SUPPLIED RECORDS:
#[async_trait]
impl TorrentClient for QBittorrentClient {
    fn name(&self) -> &str {
        "qbittorrent"
    }

    async fn add_torrent(
        &self,
        request: AddTorrentRequest,
    ) -> Result<AddTorrentResult, TorrentClientError> {
        match request {
            AddTorrentRequest::Magnet {
                uri,
                download_path,
                category,
                paused,
            } => {
                let mut form = multipart::Form::new().text("urls", uri.clone());

                if let Some(path) = download_path.as_ref().or(self.config.download_path.as_ref()) {
                    form = form.text("savepath", path.clone());
                }
                if let Some(cat) = category {
                    form = form.text("category", cat);
                }
                if paused {
                    form = form.text("paused", "true");
                }

                self.post_multipart("/api/v2/torrents/add", form).await?;

                // Extract hash from magnet URI
                let hash = extract_hash_from_magnet(&uri).unwrap_or_default();

                Ok(AddTorrentResult {
                    hash,
                    name: None, // Name not known until metadata is downloaded
                })
            }
            AddTorrentRequest::TorrentFile {
                data,
                filename,
                download_path,
                category,
                paused,
            } => {
                let file_part = multipart::Part::bytes(data)
                    .file_name(filename.unwrap_or_else(|| "torrent.torrent".to_string()))
                    .mime_str("application/x-bittorrent")
                    .map_err(|e| TorrentClientError::InvalidTorrent(e.to_string()))?;

                let mut form = multipart::Form::new().part("torrents", file_part);

                if let Some(path) = download_path.as_ref().or(self.config.download_path.as_ref()) {
                    form = form.text("savepath", path.clone());
                }
                if let Some(cat) = category {
                    form = form.text("category", cat);
                }
                if paused {
                    form = form.text("paused", "true");
                }

                self.post_multipart("/api/v2/torrents/add", form).await?;

                // Hash will need to be looked up from the torrent list
                // For now, return empty - caller can list torrents to find it
                Ok(AddTorrentResult {
                    hash: String::new(),
                    name: None,
                })
            }
        }
    }

    async fn list_torrents(
        &self,
        filters: &TorrentFilters,
    ) -> Result<Vec<TorrentInfo>, TorrentClientError> {
        let mut endpoint = "/api/v2/torrents/info".to_string();
        let mut query_parts = Vec::new();

        if let Some(state) = &filters.state {
            let filter = match state {
                TorrentState::Downloading => "downloading",
                TorrentState::Seeding => "seeding",
                TorrentState::Paused => "paused",
                TorrentState::Stalled => "stalled",
                TorrentState::Checking => "checking",
                TorrentState::Error => "errored",
                _ => "all",
            };
            if filter != "all" {
                query_parts.push(format!("filter={}", filter));
            }
        }

        if let Some(category) = &filters.category {
            query_parts.push(format!(
                "category={}",
                urlencoding::encode(category)
            ));
        }

        if !query_parts.is_empty() {
            endpoint.push('?');
            endpoint.push_str(&query_parts.join("&"));
        }

        let response = self.get(&endpoint).await?;
        let torrents: Vec<QBTorrentInfo> = serde_json::from_str(&response)
            .map_err(|e| TorrentClientError::ApiError(format!("Failed to parse response: {}", e)))?;

        let mut results: Vec<TorrentInfo> =
            torrents.into_iter().map(|t| t.into_torrent_info()).collect();

        // Apply client-side search filter if specified
        if let Some(search) = &filters.search {
            let search_lower = search.to_lowercase();
            results.retain(|t| t.name.to_lowercase().contains(&search_lower));
        }

        Ok(results)
    }

    async fn get_torrent(&self, hash: &str) -> Result<TorrentInfo, TorrentClientError> {
        let hash_lower = hash.to_lowercase();
        let endpoint = format!("/api/v2/torrents/info?hashes={}", hash_lower);
        let response = self.get(&endpoint).await?;

        let torrents: Vec<QBTorrentInfo> = serde_json::from_str(&response)
            .map_err(|e| TorrentClientError::ApiError(format!("Failed to parse response: {}", e)))?;

        torrents
            .into_iter()
            .next()
            .map(|t| t.into_torrent_info())
            .ok_or_else(|| TorrentClientError::TorrentNotFound(hash.to_string()))
    }

    async fn remove_torrent(&self, hash: &str, delete_files: bool) -> Result<(), TorrentClientError> {
        let hash_lower = hash.to_lowercase();
        let delete_str = if delete_files { "true" } else { "false" };

        self.post_form(
            "/api/v2/torrents/delete",
            &[("hashes", &hash_lower), ("deleteFiles", delete_str)],
        )
        .await?;

        Ok(())
    }

    async fn pause_torrent(&self, hash: &str) -> Result<(), TorrentClientError> {
        let hash_lower = hash.to_lowercase();
        self.post_form("/api/v2/torrents/pause", &[("hashes", &hash_lower)])
            .await?;
        Ok(())
    }

    async fn resume_torrent(&self, hash: &str) -> Result<(), TorrentClientError> {
        let hash_lower = hash.to_lowercase();
        self.post_form("/api/v2/torrents/resume", &[("hashes", &hash_lower)])
            .await?;
        Ok(())
    }

    async fn set_upload_limit(&self, hash: &str, limit: u64) -> Result<(), TorrentClientError> {
        let hash_lower = hash.to_lowercase();
        let limit_str = limit.to_string();
        self.post_form(
            "/api/v2/torrents/setUploadLimit",
            &[("hashes", &hash_lower), ("limit", &limit_str)],
        )
        .await?;
        Ok(())
    }

    async fn set_download_limit(&self, hash: &str, limit: u64) -> Result<(), TorrentClientError> {
        let hash_lower = hash.to_lowercase();
        let limit_str = limit.to_string();
        self.post_form(
            "/api/v2/torrents/setDownloadLimit",
            &[("hashes", &hash_lower), ("limit", &limit_str)],
        )
        .await?;
        Ok(())
    }

    async fn recheck_torrent(&self, hash: &str) -> Result<(), TorrentClientError> {
        let hash_lower = hash.to_lowercase();
        self.post_form("/api/v2/torrents/recheck", &[("hashes", &hash_lower)])
            .await?;
        Ok(())
    }
}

REQUIRED WORK: The lines to copy are those above that contain "TorrentState".

RESULT:
                TorrentState::Downloading => "downloading",
                TorrentState::Seeding => "seeding",
                TorrentState::Paused => "paused",
                TorrentState::Stalled => "stalled",
                TorrentState::Checking => "checking",
                TorrentState::Error => "errored",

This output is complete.